» **Records**:
■ ■ ■ ■ ■

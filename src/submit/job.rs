use std::path::PathBuf;

use pipeline::PipelineSpec;

use crate::discover::Item;
use crate::fs::Fs;

use super::JobScriptBuilder;

/// Resource and queue requests for every job in a run.
#[derive(Debug, Clone, PartialEq, Eq)]
pub struct Directives {
    pub queue: String,
    /// HH:MM
    pub wall_time: String,
    pub slots: u32,
}

impl Directives {
    /// The pipeline's defaults, with any command-line overrides applied.
    pub fn for_pipeline(pipeline: &PipelineSpec, queue: Option<&str>, wall_time: Option<&str>) -> Self {
        Self {
            queue: queue.unwrap_or(pipeline.queue).to_owned(),
            wall_time: wall_time.unwrap_or(pipeline.wall_time).to_owned(),
            slots: pipeline.slots,
        }
    }
}

/// Everything needed to submit one item: directives, log targets and script text.
/// Written to `script_path` before submission, so it can be inspected or resubmitted.
#[derive(Debug, Clone, PartialEq, Eq)]
pub struct JobDescriptor {
    pub name: String,
    pub directives: Directives,
    pub stdout: PathBuf,
    pub stderr: PathBuf,
    pub script_path: PathBuf,
    pub script: String,
}

impl JobDescriptor {
    pub fn new(item: &Item, body: &str, directives: &Directives, fs: &Fs) -> Self {
        let stdout = fs.job_stdout(&item.basename);
        let stderr = fs.job_stderr(&item.basename);

        let mut script = String::with_capacity(body.len() + 256);
        let mut builder = JobScriptBuilder::new(&mut script);
        builder.write_prefix();
        builder.write_directive("-J", &item.basename);
        builder.write_directive("-o", &stdout.display().to_string());
        builder.write_directive("-e", &stderr.display().to_string());
        builder.write_directive("-q", &directives.queue);
        builder.write_directive("-W", &directives.wall_time);
        builder.write_directive("-n", &directives.slots.to_string());
        builder.write_body(body);

        Self {
            name: item.basename.clone(),
            directives: directives.clone(),
            stdout,
            stderr,
            script_path: fs.job_script(&item.basename),
            script,
        }
    }

    /// Arguments to the scheduler's submission command; the script goes on stdin.
    pub fn submission_args(&self) -> Vec<String> {
        vec![
            "-q".to_owned(),
            self.directives.queue.clone(),
            "-o".to_owned(),
            self.stdout.display().to_string(),
            "-e".to_owned(),
            self.stderr.display().to_string(),
            "-W".to_owned(),
            self.directives.wall_time.clone(),
            "-n".to_owned(),
            self.directives.slots.to_string(),
        ]
    }

    /// Shell command equivalent to submitting this job.
    pub fn submission_command(&self, scheduler: &str) -> String {
        format!(
            "{scheduler} {} < {}",
            self.submission_args().join(" "),
            self.script_path.display()
        )
    }
}

#[cfg(test)]
mod tests {
    use super::*;
    use std::path::Path;

    fn job() -> JobDescriptor {
        let fs = Fs::new(Path::new("/out"), Path::new("/scripts"));
        let item = Item::new(PathBuf::from("/in/strip01.all")).unwrap();
        let directives = Directives {
            queue: "lotus".to_owned(),
            wall_time: "01:00".to_owned(),
            slots: 1,
        };
        JobDescriptor::new(
            &item,
            "# Convert\nconvert_pre2009_lidar.py -i /in/strip01.all -o /out/strip01.las\n\n",
            &directives,
            &fs,
        )
    }

    #[test]
    fn test_job_script() {
        assert_eq!(
            job().script,
            "#!/bin/bash\n\
             #BSUB -J strip01\n\
             #BSUB -o /scripts/strip01_%J.o\n\
             #BSUB -e /scripts/strip01_%J.e\n\
             #BSUB -q lotus\n\
             #BSUB -W 01:00\n\
             #BSUB -n 1\n\
             \n\
             # Convert\n\
             convert_pre2009_lidar.py -i /in/strip01.all -o /out/strip01.las\n\
             \n"
        );
        assert_eq!(job().script_path, PathBuf::from("/scripts/strip01_process.bsub"));
    }

    #[test]
    fn test_submission_command() {
        assert_eq!(
            job().submission_command("bsub"),
            "bsub -q lotus -o /scripts/strip01_%J.o -e /scripts/strip01_%J.e -W 01:00 -n 1 \
             < /scripts/strip01_process.bsub"
        );
    }

    #[test]
    fn test_directive_overrides() {
        let pipeline = pipeline::presets::jp2_to_tiff().unwrap();
        let d = Directives::for_pipeline(&pipeline, None, Some("00:30"));
        assert_eq!(d.queue, "short-serial");
        assert_eq!(d.wall_time, "00:30");
        assert_eq!(d.slots, 1);
    }
}
#[cfg(test)]
mod tests {
    use super::*;
    use pipeline::presets;
    use std::fs::{create_dir_all, write};
    use tempfile::{tempdir, TempDir};

    /// A delivery laid out the way the APL pipeline expects:
    /// flightlines/level1b, flightlines/navigation, sensor_FOV_vectors.
    struct Delivery {
        root: TempDir,
    }

    impl Delivery {
        fn new() -> anyhow::Result<Self> {
            let root = tempdir()?;
            for dir in ["flightlines/level1b", "flightlines/navigation", "sensor_FOV_vectors", "dem", "out"] {
                create_dir_all(root.path().join(dir))?;
            }
            write(root.path().join("dem/uk.dem"), "")?;
            write(root.path().join("sensor_FOV_vectors/eagle_fov.bil"), "")?;
            write(root.path().join("sensor_FOV_vectors/hawk_fov.bil"), "")?;
            Ok(Self { root })
        }

        fn path(&self, rel: &str) -> PathBuf {
            self.root.path().join(rel)
        }

        fn add_line(&self, name: &str) -> anyhow::Result<Item> {
            write(self.path(&format!("flightlines/level1b/{name}.bil")), "")?;
            write(self.path(&format!("flightlines/level1b/{name}_mask.bil")), "")?;
            write(
                self.path(&format!("flightlines/navigation/{name}_nav_post_processed.bil")),
                "",
            )?;
            Ok(Item::new(self.path(&format!("flightlines/level1b/{name}.bil")))?)
        }

        fn fs(&self) -> Fs {
            Fs::new(&self.path("out"), &self.path("out"))
        }

        fn conventions(&self, projection: &str) -> Conventions {
            Conventions {
                dem: Some(self.path("dem/uk.dem")),
                projection: Some(projection.to_owned()),
                transform_grid: self.path("grid/OSTN02_NTv2.gsb"),
                ..Default::default()
            }
        }
    }

    fn s(path: PathBuf) -> String {
        path.to_str().unwrap().to_owned()
    }

    #[test]
    fn test_resolves_every_role() -> anyhow::Result<()> {
        let d = Delivery::new()?;
        let item = d.add_line("h153a011b")?;
        let pipeline = presets::apl()?;
        let conventions = d.conventions("utm_wgs84N 30");
        let fs = d.fs();
        let resolved = PathResolver::new(&conventions, &pipeline, &fs).resolve(&item)?;

        assert_eq!(resolved.len(), pipeline.roles.len());
        for role in &pipeline.roles {
            assert!(!resolved.get(role.name).unwrap().is_empty(), "{}", role.name);
        }
        assert_eq!(resolved.get("view_vectors"), Some(&*s(d.path("sensor_FOV_vectors/hawk_fov.bil"))));
        assert_eq!(
            resolved.get("navigation"),
            Some(&*s(d.path("flightlines/navigation/h153a011b_nav_post_processed.bil")))
        );
        assert_eq!(resolved.get("mask"), Some(&*s(d.path("flightlines/level1b/h153a011b_mask.bil"))));
        assert_eq!(resolved.get("projection"), Some("utm_wgs84N 30"));
        assert_eq!(resolved.get("igm"), Some(&*s(d.path("out/h153a011b.igm"))));
        assert_eq!(
            resolved.get("mapped"),
            Some(&*s(d.path("out/h153a013b_utm_wgs84N30.bil")))
        );
        Ok(())
    }

    #[test]
    fn test_existing_igm_is_already_processed() -> anyhow::Result<()> {
        let d = Delivery::new()?;
        let item = d.add_line("e153a011b")?;
        write(d.path("out/e153a011b.igm"), "")?;
        let pipeline = presets::apl()?;
        let conventions = d.conventions("utm_wgs84N 30");
        let fs = d.fs();
        let e = PathResolver::new(&conventions, &pipeline, &fs).resolve(&item).unwrap_err();
        assert!(matches!(
            e,
            ItemError::Resolution(ResolutionError::AlreadyProcessed { .. })
        ));
        Ok(())
    }

    #[test]
    fn test_missing_navigation() -> anyhow::Result<()> {
        let d = Delivery::new()?;
        let item = d.add_line("e153a011b")?;
        std::fs::remove_file(d.path("flightlines/navigation/e153a011b_nav_post_processed.bil"))?;
        let pipeline = presets::apl()?;
        let conventions = d.conventions("utm_wgs84N 30");
        let fs = d.fs();
        let e = PathResolver::new(&conventions, &pipeline, &fs).resolve(&item).unwrap_err();
        assert!(matches!(
            e,
            ItemError::Resolution(ResolutionError::MissingFile { ref role, .. }) if role == "navigation"
        ));
        Ok(())
    }

    #[test]
    fn test_override_dirs_and_view_vectors() -> anyhow::Result<()> {
        let d = Delivery::new()?;
        let item = d.add_line("f153a011b")?;
        create_dir_all(d.path("masks"))?;
        write(d.path("masks/f153a011b_mask.bil"), "")?;
        write(d.path("fenix_fov.bil"), "")?;
        let pipeline = presets::apl()?;
        let mut conventions = d.conventions("utm_wgs84N 30");
        conventions.masks_dir = Some(d.path("masks"));
        conventions.view_vectors = Some(d.path("fenix_fov.bil"));
        let fs = d.fs();
        let resolved = PathResolver::new(&conventions, &pipeline, &fs).resolve(&item)?;
        assert_eq!(resolved.get("mask"), Some(&*s(d.path("masks/f153a011b_mask.bil"))));
        assert_eq!(resolved.get("view_vectors"), Some(&*s(d.path("fenix_fov.bil"))));
        Ok(())
    }

    #[test]
    fn test_untagged_line_is_ambiguous() -> anyhow::Result<()> {
        let d = Delivery::new()?;
        let item = d.add_line("f153a011b")?;
        let pipeline = presets::apl()?;
        let conventions = d.conventions("utm_wgs84N 30");
        let fs = d.fs();
        let e = PathResolver::new(&conventions, &pipeline, &fs).resolve(&item).unwrap_err();
        assert!(matches!(
            e,
            ItemError::Resolution(ResolutionError::AmbiguousAuxiliary { flag: "--view-vectors", .. })
        ));
        Ok(())
    }

    #[test]
    fn test_national_grid_needs_transform_grid() -> anyhow::Result<()> {
        let d = Delivery::new()?;
        let item = d.add_line("e153a011b")?;
        let pipeline = presets::apl()?;
        let conventions = d.conventions("OSNG");
        let fs = d.fs();
        let resolver = PathResolver::new(&conventions, &pipeline, &fs);

        let e = resolver.resolve(&item).unwrap_err();
        assert!(matches!(
            e,
            ItemError::Configuration(ConfigurationError::MissingTransformGrid(ref p)) if *p == d.path("grid/OSTN02_NTv2.gsb")
        ));

        create_dir_all(d.path("grid"))?;
        write(d.path("grid/OSTN02_NTv2.gsb"), "")?;
        let resolved = resolver.resolve(&item)?;
        assert_eq!(
            resolved.get("projection"),
            Some(&*format!("osng {}", d.path("grid/OSTN02_NTv2.gsb").display()))
        );
        // the tag keeps the requested spelling:
        assert_eq!(resolved.get("projection_tag"), Some("OSNG"));
        assert_eq!(resolved.get("mapped"), Some(&*s(d.path("out/e153a013b_OSNG.bil"))));
        Ok(())
    }

    #[test]
    fn test_check_configuration() -> anyhow::Result<()> {
        let d = Delivery::new()?;
        let pipeline = presets::apl()?;
        let fs = d.fs();

        let conventions = d.conventions("utm_wgs84N 30");
        PathResolver::new(&conventions, &pipeline, &fs).check_configuration()?;

        let conventions = d.conventions("osng");
        let e = PathResolver::new(&conventions, &pipeline, &fs)
            .check_configuration()
            .unwrap_err();
        assert!(matches!(e, ConfigurationError::MissingTransformGrid(_)));

        let mut conventions = d.conventions("utm_wgs84N 30");
        conventions.dem = None;
        let e = PathResolver::new(&conventions, &pipeline, &fs)
            .check_configuration()
            .unwrap_err();
        assert!(matches!(e, ConfigurationError::MissingSetting(Setting::Dem)));
        Ok(())
    }

    #[test]
    fn test_missing_dem_is_configuration_error() -> anyhow::Result<()> {
        let d = Delivery::new()?;
        let item = d.add_line("e153a011b")?;
        let pipeline = presets::apl()?;
        let mut conventions = d.conventions("utm_wgs84N 30");
        conventions.dem = None;
        let fs = d.fs();
        let e = PathResolver::new(&conventions, &pipeline, &fs).resolve(&item).unwrap_err();
        assert!(matches!(
            e,
            ItemError::Configuration(ConfigurationError::MissingSetting(Setting::Dem))
        ));
        Ok(())
    }

    #[test]
    fn test_no_convention_outside_delivery_layout() -> anyhow::Result<()> {
        let d = Delivery::new()?;
        create_dir_all(d.path("loose"))?;
        write(d.path("loose/e153a011b.bil"), "")?;
        write(d.path("loose/e153a011b_mask.bil"), "")?;
        let item = Item::new(d.path("loose/e153a011b.bil"))?;
        let pipeline = presets::apl()?;
        let conventions = d.conventions("utm_wgs84N 30");
        let fs = d.fs();
        let e = PathResolver::new(&conventions, &pipeline, &fs).resolve(&item).unwrap_err();
        assert!(matches!(
            e,
            ItemError::Resolution(ResolutionError::NoConvention { flag: "--innav", .. })
        ));
        Ok(())
    }

    #[test]
    fn test_projection_tag() {
        assert_eq!(projection_tag("utm_wgs84N 30"), "utm_wgs84N30");
        assert_eq!(projection_tag("osng /apps/grid.gsb"), "osng");
        assert_eq!(projection_tag("osng_custom"), "osng");
        assert_eq!(projection_tag("OSNG"), "OSNG");
    }
}
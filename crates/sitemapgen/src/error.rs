//! Error types for sitemap generation.

use sitemapgen_storage::StorageError;

/// Configuration error raised while building a URL entry or adding it to a
/// generator.
///
/// These are raised as soon as the offending value is supplied or the entry is
/// built, never deferred to write time.
#[derive(Debug, PartialEq, thiserror::Error)]
#[non_exhaustive]
pub enum UrlError {
    /// Location is not an absolute, well-formed URL.
    #[error("invalid URL: {0}")]
    InvalidUrl(#[from] url::ParseError),

    /// Location uses a scheme other than http or https.
    #[error("unsupported URL scheme: {0}")]
    UnsupportedScheme(String),

    /// Mandatory field is empty.
    #[error("{0} must not be empty")]
    MissingField(&'static str),

    /// Priority outside `0.0..=1.0`.
    #[error("priority must be between 0.0 and 1.0, got {0}")]
    PriorityOutOfRange(f64),

    /// Unknown change frequency name.
    #[error("invalid change frequency: {0}")]
    InvalidChangeFrequency(String),

    /// Unknown news genre name.
    #[error("invalid news genre: {0}")]
    InvalidGenre(String),

    /// Unknown news access name.
    #[error("invalid news access: {0}")]
    InvalidAccess(String),

    /// Publication language is not an ISO 639 code.
    #[error("invalid publication language: {0}")]
    InvalidLanguage(String),

    /// Publication name carries a trailing parenthetical.
    #[error("publication name must not end with a parenthetical: {0}")]
    InvalidPublicationName(String),

    /// More images than one URL entry may carry.
    #[error("too many images for one URL: {count} (max {max})")]
    TooManyImages {
        /// Images supplied.
        count: usize,
        /// Protocol ceiling.
        max: usize,
    },

    /// Location lies outside the generator's base URL.
    #[error("URL {url} is outside base URL {base}")]
    OutsideBase {
        /// Offending location.
        url: String,
        /// Configured base.
        base: String,
    },
}

/// Error from sitemap or sitemap index generation.
#[derive(Debug, thiserror::Error)]
pub enum SitemapError {
    /// Invalid entry or base URL.
    #[error(transparent)]
    Url(#[from] UrlError),

    /// Writing to the destination failed.
    #[error("storage error: {0}")]
    Storage(#[from] StorageError),

    /// Generator options are inconsistent.
    #[error("invalid generator options: {0}")]
    InvalidOptions(String),

    /// No URLs were added and empty sitemaps are not allowed.
    #[error("no URLs added, sitemap would be empty")]
    Empty,

    /// Output needs more than one file but multiple files are disabled.
    #[error("{count} URLs need more than one sitemap file (max {max} per file) but multiple sitemaps are disabled")]
    TooManyUrls {
        /// URLs added so far.
        count: usize,
        /// Per-file ceiling.
        max: usize,
    },

    /// Asked to write an index over zero sitemaps.
    #[error("sitemap index must reference at least one sitemap")]
    EmptyIndex,

    /// Index would reference more sitemaps than the protocol allows.
    #[error("sitemap index cannot reference more than {max} sitemaps")]
    TooManySitemaps {
        /// Protocol ceiling.
        max: usize,
    },
}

■ ■ ■ ■ ■

» **What you are asked to do**: Give back every line from the beginning of the records through the line holding "and script text.", exactly as it reads, and leave out the rest.

» **Problem solution**:
filename src/submit/job.rs
use std::path::PathBuf;

use pipeline::PipelineSpec;

use crate::discover::Item;
use crate::fs::Fs;

use super::JobScriptBuilder;

/// Resource and queue requests for every job in a run.
#[derive(Debug, Clone, PartialEq, Eq)]
pub struct Directives {
    pub queue: String,
    /// HH:MM
    pub wall_time: String,
    pub slots: u32,
}

impl Directives {
    /// The pipeline's defaults, with any command-line overrides applied.
    pub fn for_pipeline(pipeline: &PipelineSpec, queue: Option<&str>, wall_time: Option<&str>) -> Self {
        Self {
            queue: queue.unwrap_or(pipeline.queue).to_owned(),
            wall_time: wall_time.unwrap_or(pipeline.wall_time).to_owned(),
            slots: pipeline.slots,
        }
    }
}

/// Everything needed to submit one item: directives, log targets and script text.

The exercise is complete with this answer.